BANQUE - Ils sont 150 et ils sont inquiets. Ce 15 septembre, Le Monde a publié la tribune d'économistes dénonçant le choix de François Villeroy de Galhau comme nouveau patron de la Banque de France. Dans la liste des nombreux anonymes cosignataires, presque tous issus du monde universitaire, on trouve aussi Thomas Piketty, auteur du best-seller mondial Le Capital au XXIe siècle.
Ce qu'ils lui reprochent? D'être l'ex-directeur général délégué de BNP Paribas, tout simplement. "L’expérience de François Villeroy de Galhau lui confère à n’en pas douter une excellente expertise du secteur bancaire, au moins autant qu’elle l’expose à un grave problème de conflit d’intérêts et met à mal son indépendance", explique la tribune.

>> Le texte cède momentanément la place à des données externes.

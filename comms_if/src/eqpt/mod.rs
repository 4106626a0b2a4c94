//! # Equipment Interface
//!
//! This module defines the interface structures which are exchanged with the vehicle's equipment
//! processes (the flight-controller bridge and the vision server).

// -----------------------------------------------------------------------------------------------
// MODULES
// -----------------------------------------------------------------------------------------------

pub mod link;
pub mod vision;

// -----------------------------------------------------------------------------------------------
// EXPORTS
// -----------------------------------------------------------------------------------------------

pub use link::*;
pub use vision::*;
//! # Vision client
//!
//! Sources of marker observations for the control loop. [`VisionClient`] subscribes to the live
//! vision server, [`ReplaySource`] plays back a recorded session one observation per tick.
//!
//! A source never fails because the marker isn't visible, that's an `Ok` observation with
//! `present` set to `false`. An `Err` means the source itself is broken.

// ------------------------------------------------------------------------------------------------
// IMPORTS
// ------------------------------------------------------------------------------------------------

use log::{debug, trace};
use std::{
    collections::VecDeque,
    fs,
    path::{Path, PathBuf},
    time::{Duration, Instant},
};

use comms_if::{
    eqpt::{MarkerMsg, MarkerObservation},
    net::{zmq, MonitoredSocket, MonitoredSocketError, SocketOptions},
};

// ------------------------------------------------------------------------------------------------
// TRAITS
// ------------------------------------------------------------------------------------------------

/// Something which provides one marker observation per control cycle.
pub trait MarkerSource {
    /// Get the observation for this cycle.
    fn observe(&mut self) -> Result<MarkerObservation, VisionError>;
}

// ------------------------------------------------------------------------------------------------
// STRUCTS
// ------------------------------------------------------------------------------------------------

/// Subscriber to the vision server's marker messages.
pub struct VisionClient {
    socket: MonitoredSocket,

    /// Observations older than this are treated as no marker
    stale_after: Duration,

    /// Newest observation and when it was received
    latest: Option<(Instant, MarkerObservation)>,
}

/// Playback of recorded observations.
///
/// The file holds one JSON [`MarkerObservation`] per line. Blank lines and lines starting with
/// `#` are skipped.
pub struct ReplaySource {
    path: PathBuf,
    observations: VecDeque<MarkerObservation>,
}

// ------------------------------------------------------------------------------------------------
// ENUMS
// ------------------------------------------------------------------------------------------------

#[derive(Debug, thiserror::Error)]
pub enum VisionError {
    #[error("Socket error: {0}")]
    SocketError(MonitoredSocketError),

    #[error("The vision server is not connected")]
    NotConnected,

    #[error("Could not load the replay file {0:?}: {1}")]
    ReplayLoadError(PathBuf, std::io::Error),

    #[error("Invalid observation on line {0} of the replay file: {1}")]
    ReplayParseError(usize, serde_json::Error),

    #[error("The replay file has no observations")]
    ReplayEmpty,

    #[error("End of the replay file reached")]
    EndOfReplay,
}

// ------------------------------------------------------------------------------------------------
// IMPLS
// ------------------------------------------------------------------------------------------------

impl VisionClient {
    /// Connect to the vision server's publisher at `endpoint`.
    pub fn new(
        ctx: &zmq::Context,
        endpoint: &str,
        stale_after_s: f64,
    ) -> Result<Self, VisionError> {
        let socket_options = SocketOptions {
            connect_timeout: 2000,
            heartbeat_ivl: 500,
            heartbeat_ttl: 1000,
            heartbeat_timeout: 1000,
            linger: 1,
            recv_timeout: 10,
            ..Default::default()
        };

        let socket = MonitoredSocket::new(ctx, zmq::SUB, socket_options, endpoint)
            .map_err(VisionError::SocketError)?;

        debug!("Subscribed to the vision server at {}", endpoint);

        Ok(Self {
            socket,
            stale_after: Duration::try_from_secs_f64(stale_after_s).unwrap_or_default(),
            latest: None,
        })
    }
}

impl MarkerSource for VisionClient {
    fn observe(&mut self) -> Result<MarkerObservation, VisionError> {
        if !self.socket.connected() {
            return Err(VisionError::NotConnected);
        }

        // Drain everything queued since the last cycle, keeping only the newest
        while let Some(msg) = self
            .socket
            .try_recv_json::<MarkerMsg>()
            .map_err(VisionError::SocketError)?
        {
            trace!("Marker message from {}", msg.timestamp);
            self.latest = Some((Instant::now(), msg.observation));
        }

        Ok(fresh_or_absent(self.latest, self.stale_after, Instant::now()))
    }
}

impl ReplaySource {
    /// Load a replay file.
    pub fn new<P: AsRef<Path>>(path: P) -> Result<Self, VisionError> {
        let path = path.as_ref().to_path_buf();

        let content = fs::read_to_string(&path)
            .map_err(|e| VisionError::ReplayLoadError(path.clone(), e))?;

        let source = Self::from_str(&content)?;

        debug!(
            "Loaded {} observations from {:?}",
            source.observations.len(),
            path
        );

        Ok(Self { path, ..source })
    }

    /// Parse replay content held in memory.
    pub fn from_str(content: &str) -> Result<Self, VisionError> {
        let mut observations = VecDeque::new();

        for (i, line) in content.lines().enumerate() {
            let line = line.trim();
            if line.is_empty() || line.starts_with('#') {
                continue;
            }

            observations.push_back(
                serde_json::from_str(line).map_err(|e| VisionError::ReplayParseError(i + 1, e))?,
            );
        }

        if observations.is_empty() {
            return Err(VisionError::ReplayEmpty);
        }

        Ok(Self {
            path: PathBuf::new(),
            observations,
        })
    }

    pub fn path(&self) -> &Path {
        &self.path
    }

    /// Number of observations not yet played back.
    pub fn remaining(&self) -> usize {
        self.observations.len()
    }
}

impl MarkerSource for ReplaySource {
    fn observe(&mut self) -> Result<MarkerObservation, VisionError> {
        self.observations
            .pop_front()
            .ok_or(VisionError::EndOfReplay)
    }
}

impl<S: MarkerSource + ?Sized> MarkerSource for Box<S> {
    fn observe(&mut self) -> Result<MarkerObservation, VisionError> {
        (**self).observe()
    }
}

// ------------------------------------------------------------------------------------------------
// PRIVATE FUNCTIONS
// ------------------------------------------------------------------------------------------------

/// The latest observation if it's recent enough, otherwise an absent one.
fn fresh_or_absent(
    latest: Option<(Instant, MarkerObservation)>,
    stale_after: Duration,
    now: Instant,
) -> MarkerObservation {
    match latest {
        Some((rx_time, obs)) if now.saturating_duration_since(rx_time) <= stale_after => obs,
        _ => MarkerObservation::absent(),
    }
}

#[cfg(test)]
mod test {
    use super::*;

    const REPLAY: &str = r#"
        # Recorded at the test tank
        {"present": true, "area": 18000.0, "left_edge_length": 130.0, "right_edge_length": 134.0, "center_x": 350.0, "center_y": 230.0, "frame_width": 640, "frame_height": 480}

        {"present": false}
    "#;

    #[test]
    fn test_replay_plays_in_order_then_ends() {
        let mut src = ReplaySource::from_str(REPLAY).unwrap();
        assert_eq!(src.remaining(), 2);

        let first = src.observe().unwrap();
        assert!(first.present);
        assert_eq!(first.area, 18000.0);
        assert_eq!(first.frame_width, 640);

        assert!(!src.observe().unwrap().present);

        assert!(matches!(src.observe(), Err(VisionError::EndOfReplay)));
    }

    #[test]
    fn test_replay_errors() {
        assert!(matches!(
            ReplaySource::from_str("# nothing here\n\n"),
            Err(VisionError::ReplayEmpty)
        ));
        assert!(matches!(
            ReplaySource::from_str("{\"present\": true}\nnot json\n"),
            Err(VisionError::ReplayParseError(2, _))
        ));
        assert!(matches!(
            ReplaySource::new("/nonexistent/replay.jsonl"),
            Err(VisionError::ReplayLoadError(_, _))
        ));
    }

    #[test]
    fn test_stale_observations_are_absent() {
        let mut obs = MarkerObservation::absent();
        obs.present = true;
        obs.area = 100.0;

        let rx = Instant::now();
        let stale_after = Duration::from_millis(500);

        assert_eq!(fresh_or_absent(Some((rx, obs)), stale_after, rx), obs);
        assert_eq!(
            fresh_or_absent(Some((rx, obs)), stale_after, rx + Duration::from_millis(400)),
            obs
        );
        assert!(
            !fresh_or_absent(Some((rx, obs)), stale_after, rx + Duration::from_millis(600)).present
        );
        assert!(!fresh_or_absent(None, stale_after, rx).present);
    }
}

Occupé depuis 12 ans par Christian Noyer, le poste de gouverneur de la Banque de France sera à nouveau à pourvoir le 31 octobre. Le 8 septembre, en pleine crise des réfugiés, François Hollande a officialisé sa préférence pour cet homme du sérail de 56 ans. Polytechnicien, il est issu de la même promo de l'Ena que Pierre Moscovici, l'ancien Ministre de l'Economie.

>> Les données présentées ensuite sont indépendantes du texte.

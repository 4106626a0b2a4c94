//! Module interfaces
//!
//! Each cyclic processing module in `uuv_exec` shall implement all the items in this module.

// ---------------------------------------------------------------------------
// MODULE STATE
// ---------------------------------------------------------------------------

/// The module's internal state.
pub trait State {
    /// Data required for cyclic processing.
    type InputData;
    /// Data produced by cyclic processing.
    type OutputData;
    /// A report on the status of the cyclic processing.
    type StatusReport;
    /// An error which can occur during cyclic processing.
    type ProcError;

    /// Main module processing function.
    ///
    /// # Inputs
    /// - `input_data`: The data required for processing by the module.
    ///
    /// # Outputs
    /// - On success a tuple of the output data and status report.
    /// - On error a `ProcError` instance.
    fn proc(
        &mut self,
        input_data: &Self::InputData,
    ) -> Result<(Self::OutputData, Self::StatusReport), Self::ProcError>;

    /// Return the module to its initial state, discarding anything accumulated by `proc`.
    fn reset(&mut self);
}
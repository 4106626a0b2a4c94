//! Generic parameters functions

// ---------------------------------------------------------------------------
// IMPORTS
// ---------------------------------------------------------------------------

use serde::de::DeserializeOwned;
use std::fs::read_to_string;
use std::path::{Path, PathBuf};
use thiserror::Error;
use toml;

// ---------------------------------------------------------------------------
// ENUMERATIONS
// ---------------------------------------------------------------------------

/// An error that occurs during loading of a parameter file.
#[derive(Debug, Error)]
pub enum LoadError {
    #[error("Cannot determine the software root directory: {0}")]
    SwRootNotFound(std::io::Error),

    #[error("Cannot load the parmeter file {0:?}: {1}")]
    FileLoadError(PathBuf, std::io::Error),

    #[error("Cannot read the parameter file {0:?}: {1}")]
    DeserialiseError(PathBuf, toml::de::Error),
}

// ---------------------------------------------------------------------------
// PUBLIC FUNCTIONS
// ---------------------------------------------------------------------------

/// Load a parameter file
///
/// The file path is relative to the `params` directory of the software root.
pub fn load<P>(param_file_path: &str) -> Result<P, LoadError>
where
    P: DeserializeOwned,
{
    let mut dir = crate::host::get_uuv_sw_root().map_err(LoadError::SwRootNotFound)?;
    dir.push("params");

    load_from(dir, param_file_path)
}

/// Load a parameter file from the given directory.
pub fn load_from<P, D>(params_dir: D, param_file_path: &str) -> Result<P, LoadError>
where
    P: DeserializeOwned,
    D: AsRef<Path>,
{
    let path = params_dir.as_ref().join(param_file_path);

    // Load the file into a string
    let params_str = read_to_string(&path).map_err(|e| LoadError::FileLoadError(path.clone(), e))?;

    // Parse the string into the parameter struct
    toml::from_str(params_str.as_str()).map_err(|e| LoadError::DeserialiseError(path, e))
}

#[cfg(test)]
mod test {
    use super::*;
    use serde::Deserialize;

    #[derive(Deserialize, Debug, PartialEq)]
    struct Dummy {
        endpoint: String,
        period_s: f64,
    }

    #[test]
    fn test_load_from() {
        let dir = std::env::temp_dir().join("uuv_util_params_test");
        std::fs::create_dir_all(&dir).unwrap();
        std::fs::write(
            dir.join("dummy.toml"),
            "endpoint = \"tcp://localhost:5000\"\nperiod_s = 0.05\n",
        )
        .unwrap();

        let p: Dummy = load_from(&dir, "dummy.toml").unwrap();
        assert_eq!(
            p,
            Dummy {
                endpoint: "tcp://localhost:5000".into(),
                period_s: 0.05
            }
        );

        match load_from::<Dummy, _>(&dir, "missing.toml") {
            Err(LoadError::FileLoadError(..)) => (),
            r => panic!("Expected a file load error, got {:?}", r),
        }
    }
}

20 ans dans le public, 12 ans chez BNP Paribas
Après un début de carrière à l'Inspection des finances, cet héritier des fondateurs de Villeroy & Boch sera conseiller de Pierre Bérégovoy, ainsi que directeur de cabinet Dominique Strauss-Kahn et de Christian Sautter à Bercy, de 1997 à 2000. Une carrière de la haute fonction publique irréprochable jusqu'à ce qu'il passe au privé.
En 2003, François Villeroy de Galhau devient président-directeur général de Cetelem, la filiale de crédit à la consommation du groupe BNP Paribas, l'une des plus grandes banques de France. Il a ensuite grimpé les échelons jusqu'à devenir directeur général délégué du groupe en décembre 2011. Depuis sa démission de BNP Paribas en mai, le gouvernement lui a confié une mission sur le financement de l'investissement.
Vingt ans dans le public, les douze dernières années dans le privé. Qu'est-ce qui pèsera le plus lourd? S'il accède comme prévu à la direction de la Banque de France, François Villeroy de Galhau sera le relais de la France auprès de la BCE et des grandes instances internationales de régulation bancaire.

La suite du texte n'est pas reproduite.